You want to do this? You need a boat, the price of the boat again to refit the boat even if brand new, two to five percent of the boat’s value upfront for insurance, five to ten thousand for courses to learn how to operate it, and all the remote work accouterments: routers, hotspots, tablets, laptops, good computers. Couch surfing, crunchy commentariat will tell you go small, go now, and that is fine advice for them. I like good bourbon.
You want to do this? Watch YouTube, read the magazines, see the dream world of sails and sunsets and perfect mornings. YouTube and magazines are filtered, curated, sanitized reality. The actual life is hard work. If you are not up to that hard work, you will not last long. Over the last five years, I have watched people dive in and then bail. The average life of a cruiser is closer to mediocrity than adventure.

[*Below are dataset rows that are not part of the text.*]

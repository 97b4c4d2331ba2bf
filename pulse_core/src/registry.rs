//! The registry owns named metric families, enforces name/kind uniqueness,
//! and produces point-in-time snapshots.

use crate::counter::Counter;
use crate::error::{MetricError, Result};
use crate::gauge::Gauge;
use crate::histogram::Histogram;
use crate::snapshot::{Labels, Metric, MetricFamily, MetricKind};
use crate::summary::Summary;
use crate::validate;
use crate::vec::{CounterVec, GaugeVec, HistogramVec, MetricVec, SharedChildren, SummaryVec, VecMember};
use std::collections::BTreeMap;
use std::sync::{Arc, LazyLock, PoisonError, RwLock};

/// A concurrent collection of metric families.
///
/// Cheap to clone; all clones share the same interior state. Structural
/// mutation (new family, new label combination) takes a write lock; reading
/// metric values goes through each primitive's own atomic accessors, so
/// gathering never blocks writers.
#[derive(Clone, Default)]
pub struct Registry {
    inner: Arc<RwLock<RegistryState>>,
}

#[derive(Default)]
struct RegistryState {
    kinds: BTreeMap<String, MetricKind>,
    counters: BTreeMap<String, FamilyCell<Counter>>,
    gauges: BTreeMap<String, FamilyCell<Gauge>>,
    histograms: BTreeMap<String, FamilyCell<Histogram>>,
    summaries: BTreeMap<String, FamilyCell<Summary>>,
}

struct FamilyCell<P: VecMember> {
    help: String,
    spec: P::Spec,
    children: SharedChildren<P>,
}

impl<P: VecMember> FamilyCell<P> {
    fn new(help: &str, spec: P::Spec) -> Self {
        Self {
            help: help.to_string(),
            spec,
            children: Arc::default(),
        }
    }
}

impl RegistryState {
    fn check_kind(&mut self, name: &str, kind: MetricKind) -> Result<()> {
        match self.kinds.get(name) {
            Some(existing) if *existing != kind => Err(MetricError::AlreadyRegistered {
                name: name.to_string(),
                existing: *existing,
            }),
            Some(_) => Ok(()),
            None => {
                self.kinds.insert(name.to_string(), kind);
                Ok(())
            }
        }
    }
}

impl Registry {
    pub fn new() -> Self {
        Self::default()
    }

    /// Creates (or joins) an unlabeled counter family.
    pub fn counter(&self, name: &str, help: &str) -> Result<Counter> {
        self.counter_vec(name, help, &[])?.with(&Labels::new())
    }

    pub fn counter_vec(&self, name: &str, help: &str, label_names: &[&str]) -> Result<CounterVec> {
        let label_names = validated_label_names(name, label_names)?;
        let mut state = self.write();
        state.check_kind(name, MetricKind::Counter)?;
        let cell = state
            .counters
            .entry(name.to_string())
            .or_insert_with(|| FamilyCell::new(help, ()));
        Ok(MetricVec::new(
            name.to_string(),
            label_names,
            cell.spec.clone(),
            cell.children.clone(),
        ))
    }

    /// Creates (or joins) an unlabeled gauge family.
    pub fn gauge(&self, name: &str, help: &str) -> Result<Gauge> {
        self.gauge_vec(name, help, &[])?.with(&Labels::new())
    }

    pub fn gauge_vec(&self, name: &str, help: &str, label_names: &[&str]) -> Result<GaugeVec> {
        let label_names = validated_label_names(name, label_names)?;
        let mut state = self.write();
        state.check_kind(name, MetricKind::Gauge)?;
        let cell = state
            .gauges
            .entry(name.to_string())
            .or_insert_with(|| FamilyCell::new(help, ()));
        Ok(MetricVec::new(
            name.to_string(),
            label_names,
            cell.spec.clone(),
            cell.children.clone(),
        ))
    }

    /// Creates (or joins) an unlabeled histogram family. An empty `bounds`
    /// slice selects the default bucket ladder. When the family already
    /// exists its original bounds win.
    pub fn histogram(&self, name: &str, help: &str, bounds: &[f64]) -> Result<Histogram> {
        self.histogram_vec(name, help, &[], bounds)?
            .with(&Labels::new())
    }

    pub fn histogram_vec(
        &self,
        name: &str,
        help: &str,
        label_names: &[&str],
        bounds: &[f64],
    ) -> Result<HistogramVec> {
        let label_names = validated_label_names(name, label_names)?;
        let mut state = self.write();
        state.check_kind(name, MetricKind::Histogram)?;
        let cell = state
            .histograms
            .entry(name.to_string())
            .or_insert_with(|| FamilyCell::new(help, bounds.to_vec()));
        Ok(MetricVec::new(
            name.to_string(),
            label_names,
            cell.spec.clone(),
            cell.children.clone(),
        ))
    }

    /// Creates (or joins) an unlabeled summary family. An empty `targets`
    /// slice selects the default quantile targets.
    pub fn summary(&self, name: &str, help: &str, targets: &[f64]) -> Result<Summary> {
        self.summary_vec(name, help, &[], targets)?
            .with(&Labels::new())
    }

    pub fn summary_vec(
        &self,
        name: &str,
        help: &str,
        label_names: &[&str],
        targets: &[f64],
    ) -> Result<SummaryVec> {
        let label_names = validated_label_names(name, label_names)?;
        let mut state = self.write();
        state.check_kind(name, MetricKind::Summary)?;
        let cell = state
            .summaries
            .entry(name.to_string())
            .or_insert_with(|| FamilyCell::new(help, targets.to_vec()));
        Ok(MetricVec::new(
            name.to_string(),
            label_names,
            cell.spec.clone(),
            cell.children.clone(),
        ))
    }

    /// Returns a creation facade that prefixes every metric name with
    /// `namespace_`.
    pub fn scoped(&self, namespace: &str) -> ScopedRegistry {
        ScopedRegistry {
            registry: self.clone(),
            namespace: namespace.to_string(),
        }
    }

    /// Snapshots every family, sorted by name. Values are read through the
    /// primitives' atomic accessors; concurrent mutation during a gather is
    /// safe and no field is ever torn. Families with no children yet are
    /// omitted.
    pub fn gather(&self) -> Vec<MetricFamily> {
        let state = self.inner.read().unwrap_or_else(PoisonError::into_inner);
        let mut families = Vec::new();
        collect_families(&state.counters, MetricKind::Counter, &mut families);
        collect_families(&state.gauges, MetricKind::Gauge, &mut families);
        collect_families(&state.histograms, MetricKind::Histogram, &mut families);
        collect_families(&state.summaries, MetricKind::Summary, &mut families);
        families.sort_by(|a, b| a.name.cmp(&b.name));
        families
    }

    fn write(&self) -> std::sync::RwLockWriteGuard<'_, RegistryState> {
        self.inner.write().unwrap_or_else(PoisonError::into_inner)
    }
}

fn collect_families<P: VecMember>(
    map: &BTreeMap<String, FamilyCell<P>>,
    kind: MetricKind,
    out: &mut Vec<MetricFamily>,
) {
    for (name, cell) in map {
        let children = cell.children.read().unwrap_or_else(PoisonError::into_inner);
        if children.is_empty() {
            continue;
        }
        let metrics = children
            .values()
            .map(|(labels, primitive)| Metric {
                labels: labels.clone(),
                value: primitive.snapshot(),
            })
            .collect();
        out.push(MetricFamily {
            name: name.clone(),
            help: cell.help.clone(),
            kind,
            metrics,
        });
    }
}

fn validated_label_names(name: &str, label_names: &[&str]) -> Result<Vec<String>> {
    validate::metric_name(name)?;
    for label in label_names {
        validate::label_name(label)?;
    }
    Ok(label_names.iter().map(|l| l.to_string()).collect())
}

/// Namespace-prefixing creation facade over an explicit [`Registry`].
#[derive(Clone)]
pub struct ScopedRegistry {
    registry: Registry,
    namespace: String,
}

impl ScopedRegistry {
    pub fn registry(&self) -> &Registry {
        &self.registry
    }

    pub fn namespace(&self) -> &str {
        &self.namespace
    }

    fn prefixed(&self, name: &str) -> String {
        if self.namespace.is_empty() {
            name.to_string()
        } else {
            format!("{}_{}", self.namespace, name)
        }
    }

    pub fn counter(&self, name: &str, help: &str) -> Result<Counter> {
        self.registry.counter(&self.prefixed(name), help)
    }

    pub fn counter_vec(&self, name: &str, help: &str, label_names: &[&str]) -> Result<CounterVec> {
        self.registry
            .counter_vec(&self.prefixed(name), help, label_names)
    }

    pub fn gauge(&self, name: &str, help: &str) -> Result<Gauge> {
        self.registry.gauge(&self.prefixed(name), help)
    }

    pub fn gauge_vec(&self, name: &str, help: &str, label_names: &[&str]) -> Result<GaugeVec> {
        self.registry
            .gauge_vec(&self.prefixed(name), help, label_names)
    }

    pub fn histogram(&self, name: &str, help: &str, bounds: &[f64]) -> Result<Histogram> {
        self.registry.histogram(&self.prefixed(name), help, bounds)
    }

    pub fn histogram_vec(
        &self,
        name: &str,
        help: &str,
        label_names: &[&str],
        bounds: &[f64],
    ) -> Result<HistogramVec> {
        self.registry
            .histogram_vec(&self.prefixed(name), help, label_names, bounds)
    }

    pub fn summary(&self, name: &str, help: &str, targets: &[f64]) -> Result<Summary> {
        self.registry.summary(&self.prefixed(name), help, targets)
    }

    pub fn summary_vec(
        &self,
        name: &str,
        help: &str,
        label_names: &[&str],
        targets: &[f64],
    ) -> Result<SummaryVec> {
        self.registry
            .summary_vec(&self.prefixed(name), help, label_names, targets)
    }
}

static DEFAULT_REGISTRY: LazyLock<Registry> = LazyLock::new(Registry::new);

/// Process-wide convenience registry for the application edge. Library code
/// should take an explicit [`Registry`] instead.
pub fn default_registry() -> &'static Registry {
    &DEFAULT_REGISTRY
}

Influencers with bikini deals and camera smiles drop out about a third of the time when they discover that a make-up channel or clothing haul makes far more money than fixing a rig in a rainstorm. Be my guest if you want that influencer path. I am the fat old guy in the anchorage, fixing leaks, patching sails, and drinking bourbon.
You also have to understand that many people running their job treadmills with white picket fences are hostile to this life. They do not want you anchoring in front of their homes on public land they do not own. Access to public land to come ashore is being tightened or circumvented in many places across the USA. Political and commercial influence is being used to make this lifestyle difficult, even illegal, if it conflicts with the interests of those with power.
COVID-19 may be mostly behind us, but the remote work revolution is far from over. I have found, and continue to find, that the job market has globalized. You can work from anywhere for anyone if you have a domestic address. Tax laws are complicated, but adaptable. FAANG companies may lay people off, but other companies are hiring. The confusion is part of the chaos.
You can do this if you plan, if you understand the risks, the rewards, the pitfalls. You need a mail service because mailboxes on boats are fantasy. You need a shore support network, whether family, friends, or paid consultants. Medical care is strange; outside the USA it is often incredible and cheaper than a good steak dinner.
You can do this if you are willing to step off the treadmill and claim the horizon as your office.